■ **Task item**
Nothing but the lines from the start of the records below through the line that has "pub struct ViewportBehavior" should appear, each exactly as given.

Dataset entries:
::::::::::
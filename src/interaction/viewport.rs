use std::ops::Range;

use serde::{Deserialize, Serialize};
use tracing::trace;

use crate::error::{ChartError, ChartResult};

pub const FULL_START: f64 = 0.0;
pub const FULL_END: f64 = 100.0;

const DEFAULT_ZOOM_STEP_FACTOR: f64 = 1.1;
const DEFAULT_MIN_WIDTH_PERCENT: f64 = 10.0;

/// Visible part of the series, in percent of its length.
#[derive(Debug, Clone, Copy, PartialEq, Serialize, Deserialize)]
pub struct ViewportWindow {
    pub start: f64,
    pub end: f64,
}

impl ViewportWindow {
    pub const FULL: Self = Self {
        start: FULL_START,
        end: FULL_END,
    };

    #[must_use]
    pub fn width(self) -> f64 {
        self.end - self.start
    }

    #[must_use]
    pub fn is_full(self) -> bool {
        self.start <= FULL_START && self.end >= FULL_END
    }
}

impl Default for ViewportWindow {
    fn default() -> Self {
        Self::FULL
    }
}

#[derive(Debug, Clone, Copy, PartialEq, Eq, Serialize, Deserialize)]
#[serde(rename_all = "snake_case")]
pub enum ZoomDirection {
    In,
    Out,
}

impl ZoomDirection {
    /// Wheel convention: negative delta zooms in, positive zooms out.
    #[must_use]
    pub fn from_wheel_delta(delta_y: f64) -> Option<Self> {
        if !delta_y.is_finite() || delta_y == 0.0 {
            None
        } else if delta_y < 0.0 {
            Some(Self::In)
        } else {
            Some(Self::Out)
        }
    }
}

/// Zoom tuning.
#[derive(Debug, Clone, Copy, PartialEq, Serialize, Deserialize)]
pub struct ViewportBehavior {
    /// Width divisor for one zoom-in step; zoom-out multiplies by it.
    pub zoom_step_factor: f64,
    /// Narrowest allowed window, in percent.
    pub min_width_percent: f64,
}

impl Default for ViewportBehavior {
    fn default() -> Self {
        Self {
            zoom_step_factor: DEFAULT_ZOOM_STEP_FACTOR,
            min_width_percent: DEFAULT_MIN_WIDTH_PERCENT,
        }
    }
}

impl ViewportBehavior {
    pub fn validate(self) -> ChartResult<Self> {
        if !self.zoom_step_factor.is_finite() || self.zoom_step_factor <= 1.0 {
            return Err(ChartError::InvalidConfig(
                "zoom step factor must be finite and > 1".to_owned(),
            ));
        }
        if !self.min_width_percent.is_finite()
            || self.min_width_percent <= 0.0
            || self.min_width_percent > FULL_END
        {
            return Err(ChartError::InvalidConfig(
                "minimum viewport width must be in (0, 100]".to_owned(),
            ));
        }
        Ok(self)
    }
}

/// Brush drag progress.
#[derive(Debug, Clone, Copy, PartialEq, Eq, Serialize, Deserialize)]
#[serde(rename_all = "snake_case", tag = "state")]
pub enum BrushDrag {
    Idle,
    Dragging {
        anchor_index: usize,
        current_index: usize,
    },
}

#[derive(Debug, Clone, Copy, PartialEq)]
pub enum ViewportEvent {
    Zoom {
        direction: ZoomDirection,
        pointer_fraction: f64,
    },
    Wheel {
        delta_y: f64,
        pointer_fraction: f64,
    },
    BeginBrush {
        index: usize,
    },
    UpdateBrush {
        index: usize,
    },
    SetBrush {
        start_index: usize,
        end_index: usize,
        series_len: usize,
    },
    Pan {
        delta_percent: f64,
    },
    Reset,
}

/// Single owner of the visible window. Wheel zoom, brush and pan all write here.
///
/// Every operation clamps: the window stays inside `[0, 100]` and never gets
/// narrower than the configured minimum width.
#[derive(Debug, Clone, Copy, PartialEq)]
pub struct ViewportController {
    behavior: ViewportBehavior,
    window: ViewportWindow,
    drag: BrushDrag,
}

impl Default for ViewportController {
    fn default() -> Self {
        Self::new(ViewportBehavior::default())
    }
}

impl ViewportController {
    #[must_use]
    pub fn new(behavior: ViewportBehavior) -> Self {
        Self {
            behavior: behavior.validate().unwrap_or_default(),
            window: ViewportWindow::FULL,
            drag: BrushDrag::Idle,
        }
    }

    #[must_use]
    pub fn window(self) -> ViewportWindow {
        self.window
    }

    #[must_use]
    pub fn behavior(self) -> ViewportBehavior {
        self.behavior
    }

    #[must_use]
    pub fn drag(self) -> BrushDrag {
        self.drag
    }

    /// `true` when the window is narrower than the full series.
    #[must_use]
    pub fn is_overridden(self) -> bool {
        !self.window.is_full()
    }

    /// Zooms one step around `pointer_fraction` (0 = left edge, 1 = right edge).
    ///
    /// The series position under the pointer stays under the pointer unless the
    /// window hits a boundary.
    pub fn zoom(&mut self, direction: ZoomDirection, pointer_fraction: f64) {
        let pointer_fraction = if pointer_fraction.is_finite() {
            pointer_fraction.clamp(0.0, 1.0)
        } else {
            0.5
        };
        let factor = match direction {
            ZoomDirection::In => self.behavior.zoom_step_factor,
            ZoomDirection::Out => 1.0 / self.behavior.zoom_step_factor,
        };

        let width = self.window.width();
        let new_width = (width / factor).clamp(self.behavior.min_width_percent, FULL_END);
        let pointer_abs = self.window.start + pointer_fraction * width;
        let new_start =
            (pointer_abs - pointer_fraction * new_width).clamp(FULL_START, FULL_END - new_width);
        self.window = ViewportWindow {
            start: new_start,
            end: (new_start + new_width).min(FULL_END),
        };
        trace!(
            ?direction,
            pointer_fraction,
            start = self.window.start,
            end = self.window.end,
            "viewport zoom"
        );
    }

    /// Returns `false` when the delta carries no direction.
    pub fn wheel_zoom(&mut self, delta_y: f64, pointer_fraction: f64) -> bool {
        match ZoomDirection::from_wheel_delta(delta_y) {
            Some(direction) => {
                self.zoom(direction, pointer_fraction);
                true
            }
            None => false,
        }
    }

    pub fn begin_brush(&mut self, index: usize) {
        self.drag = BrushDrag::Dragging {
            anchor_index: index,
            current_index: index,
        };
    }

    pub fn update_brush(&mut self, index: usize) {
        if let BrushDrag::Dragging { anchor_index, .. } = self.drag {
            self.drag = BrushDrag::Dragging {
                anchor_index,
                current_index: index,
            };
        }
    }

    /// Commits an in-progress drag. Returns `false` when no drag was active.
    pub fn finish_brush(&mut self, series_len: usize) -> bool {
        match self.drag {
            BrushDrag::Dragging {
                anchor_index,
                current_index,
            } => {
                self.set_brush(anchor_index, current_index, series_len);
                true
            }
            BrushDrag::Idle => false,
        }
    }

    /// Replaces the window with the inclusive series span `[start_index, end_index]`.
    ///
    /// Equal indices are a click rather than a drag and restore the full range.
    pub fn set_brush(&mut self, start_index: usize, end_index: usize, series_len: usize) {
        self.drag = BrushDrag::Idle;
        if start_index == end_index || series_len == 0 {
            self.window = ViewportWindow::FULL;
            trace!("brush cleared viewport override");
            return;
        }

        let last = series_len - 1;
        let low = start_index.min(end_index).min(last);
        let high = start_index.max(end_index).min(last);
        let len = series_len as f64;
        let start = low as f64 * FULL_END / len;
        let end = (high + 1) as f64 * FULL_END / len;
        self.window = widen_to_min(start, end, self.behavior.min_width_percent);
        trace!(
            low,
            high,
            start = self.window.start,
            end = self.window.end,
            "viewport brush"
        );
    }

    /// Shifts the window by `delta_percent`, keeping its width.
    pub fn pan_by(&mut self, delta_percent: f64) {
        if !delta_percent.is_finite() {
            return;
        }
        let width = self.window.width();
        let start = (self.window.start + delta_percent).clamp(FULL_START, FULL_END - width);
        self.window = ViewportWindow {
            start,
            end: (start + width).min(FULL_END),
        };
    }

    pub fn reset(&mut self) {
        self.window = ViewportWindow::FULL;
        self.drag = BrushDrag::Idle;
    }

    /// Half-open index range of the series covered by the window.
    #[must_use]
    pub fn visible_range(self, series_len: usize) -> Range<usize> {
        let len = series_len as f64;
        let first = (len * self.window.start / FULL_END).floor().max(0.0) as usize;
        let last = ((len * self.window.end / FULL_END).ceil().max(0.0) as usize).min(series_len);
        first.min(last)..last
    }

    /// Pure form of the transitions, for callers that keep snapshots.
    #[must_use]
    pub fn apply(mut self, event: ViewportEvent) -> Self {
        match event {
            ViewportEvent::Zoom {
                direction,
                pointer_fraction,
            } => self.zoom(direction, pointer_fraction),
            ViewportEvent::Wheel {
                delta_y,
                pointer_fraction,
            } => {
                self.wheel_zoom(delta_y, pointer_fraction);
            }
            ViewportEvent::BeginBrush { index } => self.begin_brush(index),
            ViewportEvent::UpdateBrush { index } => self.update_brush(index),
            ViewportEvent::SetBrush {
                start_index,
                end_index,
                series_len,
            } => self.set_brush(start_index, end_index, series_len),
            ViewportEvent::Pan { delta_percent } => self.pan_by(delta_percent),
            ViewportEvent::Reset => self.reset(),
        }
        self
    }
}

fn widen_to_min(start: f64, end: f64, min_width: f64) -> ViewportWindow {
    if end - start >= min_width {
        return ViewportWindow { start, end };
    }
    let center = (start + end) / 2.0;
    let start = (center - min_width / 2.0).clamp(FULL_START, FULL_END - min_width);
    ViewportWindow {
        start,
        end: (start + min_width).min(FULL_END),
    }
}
::::::::::
■ **Solution for this task**
filename src/interaction/viewport.rs
use std::ops::Range;

use serde::{Deserialize, Serialize};
use tracing::trace;

use crate::error::{ChartError, ChartResult};

pub const FULL_START: f64 = 0.0;
pub const FULL_END: f64 = 100.0;

const DEFAULT_ZOOM_STEP_FACTOR: f64 = 1.1;
const DEFAULT_MIN_WIDTH_PERCENT: f64 = 10.0;

/// Visible part of the series, in percent of its length.
#[derive(Debug, Clone, Copy, PartialEq, Serialize, Deserialize)]
pub struct ViewportWindow {
    pub start: f64,
    pub end: f64,
}

impl ViewportWindow {
    pub const FULL: Self = Self {
        start: FULL_START,
        end: FULL_END,
    };

    #[must_use]
    pub fn width(self) -> f64 {
        self.end - self.start
    }

    #[must_use]
    pub fn is_full(self) -> bool {
        self.start <= FULL_START && self.end >= FULL_END
    }
}

impl Default for ViewportWindow {
    fn default() -> Self {
        Self::FULL
    }
}

#[derive(Debug, Clone, Copy, PartialEq, Eq, Serialize, Deserialize)]
#[serde(rename_all = "snake_case")]
pub enum ZoomDirection {
    In,
    Out,
}

impl ZoomDirection {
    /// Wheel convention: negative delta zooms in, positive zooms out.
    #[must_use]
    pub fn from_wheel_delta(delta_y: f64) -> Option<Self> {
        if !delta_y.is_finite() || delta_y == 0.0 {
            None
        } else if delta_y < 0.0 {
            Some(Self::In)
        } else {
            Some(Self::Out)
        }
    }
}

/// Zoom tuning.
#[derive(Debug, Clone, Copy, PartialEq, Serialize, Deserialize)]
pub struct ViewportBehavior {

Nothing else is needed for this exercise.